General Growth Properties Has Drained Hundreds of Millions of Dollars From Local Communities and Schools Across The Nation

 

FOR IMMEDIATE RELEASE                                 Contact: Michelle Lee at (202) 232-1616 ext 210
Wednesday, August 29, 2007

Good Jobs First Finds That Nation's Second Largest Mall Owner Drains Hundreds of Millions of Dollars From Local Governments and Schools

As Nation's Children Return to the Classroom, Study Details More Than $200 Million in Public Giveaways and Tax Savings Received by General Growth Properties

Washington, D.C.--The nation's second largest mall owner, General Growth Properties (GGP), has pursued what appears to be a systematic business strategy that has drained hundreds of millions of dollars from local communities and schools across the United States. According to a study released today by Good Jobs First, a non-profit research center that focuses on economic development issues, General Growth Properties has taken at least $200 million from local government and school district coffers over the last ten years, contributing to fiscal problems that in some communities have resulted in teacher layoffs, larger class sizes and cuts in other services. The full report, Growing at Whose Expense? is available at www.goodjobsfirst.org/pdf/ggp.pdf

"A multi-billion-dollar corporation like General Growth Properties doesn't need taxpayer help," says Philip Mattera, Research Director of Good Jobs First. "These hundreds of millions of dollars could have been used instead to strengthen our communities by increasing the revenues available for education, police and fire protection and other vital public services."

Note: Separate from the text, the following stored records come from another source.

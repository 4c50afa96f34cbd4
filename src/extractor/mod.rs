//! Feature extractor descriptors and the dependency declarator capability.
//!
//! Descriptors are two-stage values: an `ExtractorDescriptor` carries the
//! identity, implementation reference, and raw parameters; `resolve` turns it
//! into a `ResolvedExtractor`. Resolution is pure, so it can be repeated
//! during validation without side effects.

use std::fmt;
use std::sync::Arc;

use serde_json::Value;

use crate::collector::CollectorDescription;
use crate::constants::implementations::{KEYWORD_NGRAM, NGRAM, TEXT_LENGTH, TFIDF, TOKEN_COUNT};
use crate::errors::MetaError;
use crate::types::{ExtractorId, ImplementationName, ParameterMap};

mod builtin;
mod params;

pub use builtin::{KeywordNGramExtractor, NGramExtractor, TfIdfExtractor};
use params::Params;

/// Capability of extractors that need a corpus-wide pre-pass.
pub trait MetaDependent {
    /// Collectors that must run before this extractor can compute features.
    fn meta_collectors(&self) -> Vec<CollectorDescription>;
}

/// Extractor implementation provided outside this crate.
pub trait ExtractorPlugin: Send + Sync {
    /// Implementation name used in logs and errors.
    fn name(&self) -> &str;
    /// Dependency declarator, when the extractor needs meta collection.
    fn as_meta_dependent(&self) -> Option<&dyn MetaDependent> {
        None
    }
}

/// Reference to an extractor implementation.
#[derive(Clone)]
pub enum ImplementationRef {
    /// Built-in implementation selected by name.
    Named(ImplementationName),
    /// Third-party implementation.
    Plugin(Arc<dyn ExtractorPlugin>),
}

impl ImplementationRef {
    /// Implementation name for logs and errors.
    pub fn name(&self) -> &str {
        match self {
            ImplementationRef::Named(name) => name,
            ImplementationRef::Plugin(plugin) => plugin.name(),
        }
    }
}

impl fmt::Debug for ImplementationRef {
    fn fmt(&self, f: &mut fmt::Formatter<'_>) -> fmt::Result {
        match self {
            ImplementationRef::Named(name) => f.debug_tuple("Named").field(name).finish(),
            ImplementationRef::Plugin(plugin) => {
                f.debug_tuple("Plugin").field(&plugin.name()).finish()
            }
        }
    }
}

/// Unresolved feature extractor configuration for one sweep point.
#[derive(Clone, Debug)]
pub struct ExtractorDescriptor {
    identity: ExtractorId,
    implementation: ImplementationRef,
    parameters: ParameterMap,
}

impl ExtractorDescriptor {
    /// Descriptor for a built-in implementation.
    pub fn named(identity: impl Into<ExtractorId>, implementation: impl Into<String>) -> Self {
        Self {
            identity: identity.into(),
            implementation: ImplementationRef::Named(implementation.into()),
            parameters: ParameterMap::new(),
        }
    }

    /// Descriptor for a third-party implementation.
    pub fn plugin(identity: impl Into<ExtractorId>, plugin: Arc<dyn ExtractorPlugin>) -> Self {
        Self {
            identity: identity.into(),
            implementation: ImplementationRef::Plugin(plugin),
            parameters: ParameterMap::new(),
        }
    }

    /// Add or replace one parameter.
    pub fn with_parameter(mut self, key: impl Into<String>, value: impl Into<Value>) -> Self {
        self.parameters.insert(key.into(), value.into());
        self
    }

    /// Replace all parameters.
    pub fn with_parameters(mut self, parameters: ParameterMap) -> Self {
        self.parameters = parameters;
        self
    }

    /// Discriminator value naming this extractor configuration.
    pub fn identity(&self) -> &str {
        &self.identity
    }

    /// Implementation this descriptor resolves to.
    pub fn implementation(&self) -> &ImplementationRef {
        &self.implementation
    }

    /// Raw parameters, validated only by `resolve`.
    pub fn parameters(&self) -> &ParameterMap {
        &self.parameters
    }

    /// Resolve the descriptor into its concrete implementation.
    pub fn resolve(&self) -> Result<ResolvedExtractor, MetaError> {
        let name = match &self.implementation {
            ImplementationRef::Plugin(plugin) => {
                if !self.parameters.is_empty() {
                    return Err(MetaError::Resolution {
                        extractor: Some(self.identity.clone()),
                        implementation: plugin.name().to_string(),
                        reason: "plugin extractors are configured by their factory, not by parameters"
                            .into(),
                    });
                }
                return Ok(ResolvedExtractor::Plugin(plugin.clone()));
            }
            ImplementationRef::Named(name) => name.as_str(),
        };
        let params = Params::new(&self.identity, name, &self.parameters);
        match name {
            NGRAM => Ok(ResolvedExtractor::NGram(NGramExtractor::from_params(&params)?)),
            KEYWORD_NGRAM => Ok(ResolvedExtractor::KeywordNGram(
                KeywordNGramExtractor::from_params(&params)?,
            )),
            TFIDF => Ok(ResolvedExtractor::TfIdf(TfIdfExtractor::from_params(&params)?)),
            TOKEN_COUNT => {
                params.reject_unknown(&[])?;
                Ok(ResolvedExtractor::TokenCount)
            }
            TEXT_LENGTH => {
                params.reject_unknown(&[])?;
                Ok(ResolvedExtractor::TextLength)
            }
            other => Err(params.error(format!("no extractor implementation named '{other}'"))),
        }
    }
}

/// Concrete extractor implementation.
#[derive(Clone)]
pub enum ResolvedExtractor {
    /// N-gram features.
    NGram(NGramExtractor),
    /// Keyword n-gram features.
    KeywordNGram(KeywordNGramExtractor),
    /// TF-IDF weights.
    TfIdf(TfIdfExtractor),
    /// Counts tokens per target; no pre-pass.
    TokenCount,
    /// Measures text length per target; no pre-pass.
    TextLength,
    /// Third-party extractor.
    Plugin(Arc<dyn ExtractorPlugin>),
}

impl ResolvedExtractor {
    /// Implementation name.
    pub fn name(&self) -> &str {
        match self {
            ResolvedExtractor::NGram(_) => NGRAM,
            ResolvedExtractor::KeywordNGram(_) => KEYWORD_NGRAM,
            ResolvedExtractor::TfIdf(_) => TFIDF,
            ResolvedExtractor::TokenCount => TOKEN_COUNT,
            ResolvedExtractor::TextLength => TEXT_LENGTH,
            ResolvedExtractor::Plugin(plugin) => plugin.name(),
        }
    }

    /// Dependency declarator capability, when this extractor needs a pre-pass.
    pub fn as_meta_dependent(&self) -> Option<&dyn MetaDependent> {
        match self {
            ResolvedExtractor::NGram(extractor) => Some(extractor as &dyn MetaDependent),
            ResolvedExtractor::KeywordNGram(extractor) => Some(extractor as &dyn MetaDependent),
            ResolvedExtractor::TfIdf(extractor) => Some(extractor as &dyn MetaDependent),
            ResolvedExtractor::TokenCount | ResolvedExtractor::TextLength => None,
            ResolvedExtractor::Plugin(plugin) => plugin.as_meta_dependent(),
        }
    }
}

impl fmt::Debug for ResolvedExtractor {
    fn fmt(&self, f: &mut fmt::Formatter<'_>) -> fmt::Result {
        f.debug_tuple("ResolvedExtractor").field(&self.name()).finish()
    }
}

The release of the report was marked by rallies and events calling attention to GGP's impact on communities in Baltimore, Cincinnati, Houston, and Portland, Oregon, cities where fiscal problems have been exacerbated by GGP's drain on revenues. The report documents how GGP actively seeks taxpayer subsidies for its development and then systematically and often successfully appeals its assessments to reduce the amount it pays in property taxes. The subsidies and tax savings benefit the company but put a strain on local communities, which may then be forced to make cuts in services or shift the tax burden to small businesses and working families.

Even as commercial real estate prices skyrocketed in recent years, GGP managed to save millions by arguing that its properties have lost value. According to the report, "GGP asks for a lot, does not give up, and is never satisfied."

The largest taxpayer subsidies GGP has received are in Frisco, Texas (Stonebriar Centre, $40,000,000 and another unnamed new development, $31,900,000), Portland, Oregon (Clackamas Town Center, $23,900,000), Cincinnati, Ohio (Kenwood Towne Centre, $22,000,000) and Virginia Beach, Virginia (Lynnhaven Mall, $15,000,000).

Of the malls sampled by the study, GGP has used assessment appeals to achieve the largest property tax savings in places such as Honolulu, Hawaii (Ala Moana Center, $1,339,102), Omaha, Nebraska (Oak View Mall, $1,025,459 and Westroads Mall, $600,618), Frisco, Texas (Stonebriar Centre, $933,205), Humble, Texas (Deerbrook Mall, $727,424), and Lewisville, Texas (Vista Ridge Mall, $554,160).

Particularly troubling is GGP's practice of "double-dipping," a procedure that involves securing public subsidies for the construction of malls or mall-related infrastructure and then later hitting up taxpayers again by claiming that the same property has lost value. This occurred in Honolulu, Hawaii (Ala Moana Center), Coralville, Iowa (Coral Ridge Mall), Riverside, California (Galleria at Tyler), Virginia Beach, Virginia (Lynnhaven Mall), Frisco, Texas (Stonebriar Centre), and Mesquite, Texas (Town East Mall).

SEIU, the Service Employees International Union, commissioned the study as part of an effort to gauge the overall impact of General Growth Properties' business practices on the lives of working families.